Map out your trip well, and don’t push it too hard.

When it was just the two of us, Ryan and I would often play roadtrips by ear, deciding on the road how far we wanted to drive, if we wanted to split a trip into one day or two, etc.  Not on this trip—everything was planned out pretty specifically.  We knew where we were going to stop and when, and we had our hotels booked way in advance.  This was important not just because we had Lila with us, but especially because we had the dogs with us.  We’ve been stranded on long stretches of highway before with not a dog-friendly hotel in sight, so we knew we needed to book that stuff in advance. 

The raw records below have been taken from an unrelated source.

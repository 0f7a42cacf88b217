//! # Validation Module
//!
//! Input validation for catalog records and cart input.
//!
//! ## Validation Strategy
//! ```text
//! ┌─────────────────────────────────────────────────────────────────────────┐
//! │                      Validation Layers                                  │
//! │                                                                         │
//! │  Layer 1: Catalog loading                                              │
//! │  └── validate_product: every record checked once at startup            │
//! │           │                                                             │
//! │           ▼                                                             │
//! │  Layer 2: Command layer (storefront app)                               │
//! │  └── validate_quantity: UI ceiling on what a shopper may type          │
//! │           │                                                             │
//! │           ▼                                                             │
//! │  Layer 3: Cart store                                                   │
//! │  └── No validation: non-positive quantities are no-ops / removals      │
//! └─────────────────────────────────────────────────────────────────────────┘
//! ```
//!
//! ## Usage
//! ```rust
//! use glow_core::validation::validate_quantity;
//!
//! assert!(validate_quantity(5, 99).is_ok());
//! assert!(validate_quantity(0, 99).is_err());
//! ```

use crate::error::ValidationError;
use crate::types::Product;

/// Result type for validation operations.
pub type ValidationResult<T> = Result<T, ValidationError>;

// =============================================================================
// String Validators
// =============================================================================

/// Validates a product id.
///
/// ## Rules
/// - Must not be empty
/// - At most 64 characters
/// - Letters, digits, hyphens and underscores only (ids end up in URLs)
///
/// ```rust
/// use glow_core::validation::validate_product_id;
///
/// assert!(validate_product_id("glow-essence-01").is_ok());
/// assert!(validate_product_id("").is_err());
/// assert!(validate_product_id("has space").is_err());
/// ```
pub fn validate_product_id(id: &str) -> ValidationResult<()> {
    let id = id.trim();

    if id.is_empty() {
        return Err(ValidationError::Required {
            field: "id".to_string(),
        });
    }

    if id.len() > 64 {
        return Err(ValidationError::TooLong {
            field: "id".to_string(),
            max: 64,
        });
    }

    if !id
        .chars()
        .all(|c| c.is_ascii_alphanumeric() || c == '-' || c == '_')
    {
        return Err(ValidationError::InvalidFormat {
            field: "id".to_string(),
            reason: "must contain only letters, numbers, hyphens, and underscores".to_string(),
        });
    }

    Ok(())
}

/// Validates a product name: non-empty, at most 200 characters.
pub fn validate_product_name(name: &str) -> ValidationResult<()> {
    let name = name.trim();

    if name.is_empty() {
        return Err(ValidationError::Required {
            field: "name".to_string(),
        });
    }

    if name.chars().count() > 200 {
        return Err(ValidationError::TooLong {
            field: "name".to_string(),
            max: 200,
        });
    }

    Ok(())
}

/// Validates an image reference.
///
/// Accepts absolute `http(s)://` URIs and site-relative paths (`/img/x.jpg`).
pub fn validate_image_uri(image: &str) -> ValidationResult<()> {
    let image = image.trim();

    if image.is_empty() {
        return Err(ValidationError::Required {
            field: "image".to_string(),
        });
    }

    let ok = image.starts_with("https://") || image.starts_with("http://") || image.starts_with('/');
    if !ok {
        return Err(ValidationError::InvalidFormat {
            field: "image".to_string(),
            reason: "must be an http(s) URI or a site-relative path".to_string(),
        });
    }

    Ok(())
}

// =============================================================================
// Numeric Validators
// =============================================================================

/// Validates a quantity typed by a shopper.
///
/// ## Rules
/// - Must be positive (> 0)
/// - Must not exceed `max`
///
/// The store accepts any quantity; the ceiling is a UI rule, which is why
/// the maximum is a parameter (it comes from the storefront config).
pub fn validate_quantity(qty: i64, max: i64) -> ValidationResult<()> {
    if qty <= 0 {
        return Err(ValidationError::MustBePositive {
            field: "quantity".to_string(),
        });
    }

    if qty > max {
        return Err(ValidationError::OutOfRange {
            field: "quantity".to_string(),
            min: 1,
            max,
        });
    }

    Ok(())
}

/// Validates a price in cents. Zero is allowed (samples, gifts).
///
/// ```rust
/// use glow_core::validation::validate_price_cents;
///
/// assert!(validate_price_cents(1250).is_ok());
/// assert!(validate_price_cents(0).is_ok());
/// assert!(validate_price_cents(-100).is_err());
/// ```
pub fn validate_price_cents(cents: i64) -> ValidationResult<()> {
    if cents < 0 {
        return Err(ValidationError::OutOfRange {
            field: "price".to_string(),
            min: 0,
            max: i64::MAX,
        });
    }

    Ok(())
}

// =============================================================================
// Record Validators
// =============================================================================

/// Validates every field of a catalog record.
pub fn validate_product(product: &Product) -> ValidationResult<()> {
    validate_product_id(&product.id)?;
    validate_product_name(&product.name)?;
    validate_price_cents(product.price.cents())?;
    validate_image_uri(&product.image)?;
    Ok(())
}

// =============================================================================
// Unit Tests
// =============================================================================

#[cfg(test)]
mod tests {
    use super::*;
    use crate::money::Money;
    use crate::types::Category;

    #[test]
    fn test_validate_product_id() {
        assert!(validate_product_id("glow-1").is_ok());
        assert!(validate_product_id("SET_02").is_ok());

        assert!(validate_product_id("").is_err());
        assert!(validate_product_id("   ").is_err());
        assert!(validate_product_id("has space").is_err());
        assert!(validate_product_id(&"a".repeat(65)).is_err());
    }

    #[test]
    fn test_validate_product_name() {
        assert!(validate_product_name("Rice Toner").is_ok());
        assert!(validate_product_name("").is_err());
        assert!(validate_product_name(&"A".repeat(201)).is_err());
    }

    #[test]
    fn test_validate_image_uri() {
        assert!(validate_image_uri("https://images.example.com/a.jpg").is_ok());
        assert!(validate_image_uri("/static/a.jpg").is_ok());
        assert!(validate_image_uri("").is_err());
        assert!(validate_image_uri("ftp://x/a.jpg").is_err());
    }

    #[test]
    fn test_validate_quantity() {
        assert!(validate_quantity(1, 99).is_ok());
        assert!(validate_quantity(99, 99).is_ok());

        assert!(matches!(
            validate_quantity(0, 99),
            Err(ValidationError::MustBePositive { .. })
        ));
        assert!(validate_quantity(-1, 99).is_err());
        assert!(matches!(
            validate_quantity(100, 99),
            Err(ValidationError::OutOfRange { max: 99, .. })
        ));
    }

    #[test]
    fn test_validate_product() {
        let mut product = Product::new(
            "glow-1",
            "Rice Toner",
            Money::from_cents(1800),
            "/img/toner.jpg",
            Category::Skincare,
        );
        assert!(validate_product(&product).is_ok());

        product.price = Money::from_cents(-1);
        assert!(validate_product(&product).is_err());
    }
}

We also tried to plan our trips so that the bulk of the driving would fall during a time when Lila would be likely to want to nap.  Naps weren’t a guarantee, but we could at least try to encourage them by driving when she would likely be pretty sleepy.

The trip to Michigan was twelve hours total.  Again, if had just been the two of us, we might have pushed through in one day.  We’ve done twenty hours straight before (craziness), so it wouldn’t have been that bad.  But, now that Lila is so mobile, she has SO much energy.  I knew that twelve hours (or eight, or ten), probably would have been WAY too long for her to handle in one day.  Breaking at six hours each day seemed to be just the right amount of time—six hours was right about when she was reaching her limit.

As with any trips you take post-baby, it’s important to remember that traveling with a child is a different type of travel, and I think the trip goes much, much more smoothly if you just respect that fact and work with it, rather than trying to fight it every step of the way.

Don’t kill yourself in an effort to stay on schedule.

Lila isn’t a super-scheduled baby, even at home—she takes naps at different times on different days, depending on the mood she’s in, when she wakes up, etc.  That being said, she does have a pretty set bedtime—between 7 and 7:30—and we stick to that pretty rigidly.  But not when we travel.  In Michigan, we stayed up later, and so did she.  Some nights, she didn’t go to bed until 8:30…and that was fine.  She slept later in the morning (#winning), and everyone was happy.  Our vacations are a pretty loose, unstructured time for us, so I don’t see why it would be any different for Lila.

Nap in the crib (or pack and play, or bed), not the car or stroller or backpack.

Going on so many hikes on this vacation, it was really tempting to just let Lila nap in the backpack (or in the car rides on the way to the hike).  Similarly, on trips where you’re exploring a city by walking, I can see that it would be tempting to let kiddo nap in the stroller.  I don’t think there’s anything wrong with allowing them to sleep in the backpack or stroller, should they happen to fall asleep.  Lila definitely fell asleep in the car-seat once or twice.  But those naps really shouldn’t take the place of regular, lie down and sleep, naps. 

Again, I get why it’s tempting to skip naps and just go.  But the few days that we tried that, we really, really paid.  I’d rather stick around the house a bit longer, read my book, allow Lila to nap, and then have a HAPPY baby for the rest of the day (afternoon, evening, etc.).   Being in a different city or state or country doesn’t mean that the child’s needs have changed, and kids NEED their naps! Trying to ignore that need is just asking for trouble, in my opinion.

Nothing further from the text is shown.